Search code examples
blockchainethereum

How can I retrieve the entire old ethereum blockchain data for data processing


I want to get the "entire" ethereum blockchain data, not just from a few sets of smart contracts. By data I mean, transaction details including the generated logs.

I can get real-time data using Infura, but it's pretty much impossible to fetch all the old data, it would simply cost too much because I would simply have to do too many network requests.

I need the old data because I am trying to make an indexed database out of the "append-only" ethereum transaction data so that I can easily query it.

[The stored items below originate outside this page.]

//! Scene object and transform types

use nalgebra::Vector3;
use serde::{Deserialize, Serialize};
use slotmap::new_key_type;

new_key_type! {
    /// Generational handle to a scene object
    ///
    /// Stale handles fail the arena's generation check, so indices may
    /// hold ids to deleted objects without pinning their lifetime.
    pub struct ObjectId;
}

impl ObjectId {
    /// Stable integer form of this id, for script-facing APIs and the
    /// spatial index payload
    pub fn to_raw(self) -> u64 {
        slotmap::Key::data(&self).as_ffi()
    }

    /// Rebuild an id from its integer form
    pub fn from_raw(raw: u64) -> Self {
        slotmap::KeyData::from_ffi(raw).into()
    }
}

/// Position, rotation and scale of a scene object
#[derive(Debug, Clone, Serialize, Deserialize)]
pub struct Transform {
    /// World-space position
    pub position: Vector3<f32>,
    /// Euler rotation in radians
    pub rotation: Vector3<f32>,
    /// Per-axis scale
    pub scale: Vector3<f32>,
}

impl Default for Transform {
    fn default() -> Self {
        Self {
            position: Vector3::zeros(),
            rotation: Vector3::zeros(),
            scale: Vector3::new(1.0, 1.0, 1.0),
        }
    }
}

impl Transform {
    /// Create a transform at the given position
    pub fn at(x: f32, y: f32, z: f32) -> Self {
        Self {
            position: Vector3::new(x, y, z),
            ..Self::default()
        }
    }

    /// 2D Euclidean distance to another transform on the XZ plane
    pub fn distance_xz(&self, other: &Transform) -> f32 {
        let dx = self.position.x - other.position.x;
        let dz = self.position.z - other.position.z;
        (dx * dx + dz * dz).sqrt()
    }
}

/// An addressable scene object: a transform plus the editor-facing data
/// the runtime reads and writes back (script source, persisted script
/// properties).
#[derive(Debug, Clone, Serialize, Deserialize)]
pub struct GameObject {
    /// Display name shown in the editor hierarchy
    pub name: String,

    /// World transform
    pub transform: Transform,

    /// XZ extent used when building the spatial index
    pub bounds: f32,

    /// Raw script source attached to this object, if any
    pub script: Option<String>,

    /// Script property bag persisted across instance teardown
    #[serde(default)]
    pub script_properties: serde_json::Map<String, serde_json::Value>,

    /// Whether the object is drawn (mirrored by the render component)
    #[serde(default = "default_visible")]
    pub visible: bool,
}

fn default_visible() -> bool {
    true
}

impl GameObject {
    /// Create an object with a default transform
    pub fn new(name: impl Into<String>) -> Self {
        Self {
            name: name.into(),
            transform: Transform::default(),
            bounds: 1.0,
            script: None,
            script_properties: serde_json::Map::new(),
            visible: true,
        }
    }

    /// Builder-style position setter
    pub fn at(mut self, x: f32, y: f32, z: f32) -> Self {
        self.transform = Transform::at(x, y, z);
        self
    }

    /// Builder-style script source setter
    pub fn with_script(mut self, source: impl Into<String>) -> Self {
        self.script = Some(source.into());
        self
    }
}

To be more precise, I would like to retrieve all NFT(ERC721, ERC1155) transfer transactions and their logs. So that I can do the following queries and much more: all the NFT owned by a particular wallet, transfer histories of a particular NFT token.


Solution

  • Two solutions I have discovered.

    1. Just like @Mikko has mentioned, you can run your own node. And it seemed not be as complex as I have expected. You can search for "geth" and then simply connect this node to your web3 library, just like connecting to Infura.

    But I have not tried this and found a much better solution.

    1. Google cloud Bigquery's public data set has all the old ethereum data. Bigquery is Google's data warehouse service, where you can use simple SQL to query your data. It adds new data every day. I have already tested some simple queries from its console and the result was good.

    I am planning to fetch all the old data I need from bigquery and store it in my own database and afterwards get real time data from infura. Now that I dont have to fetch all the old data from infura, the price becomes very affordable.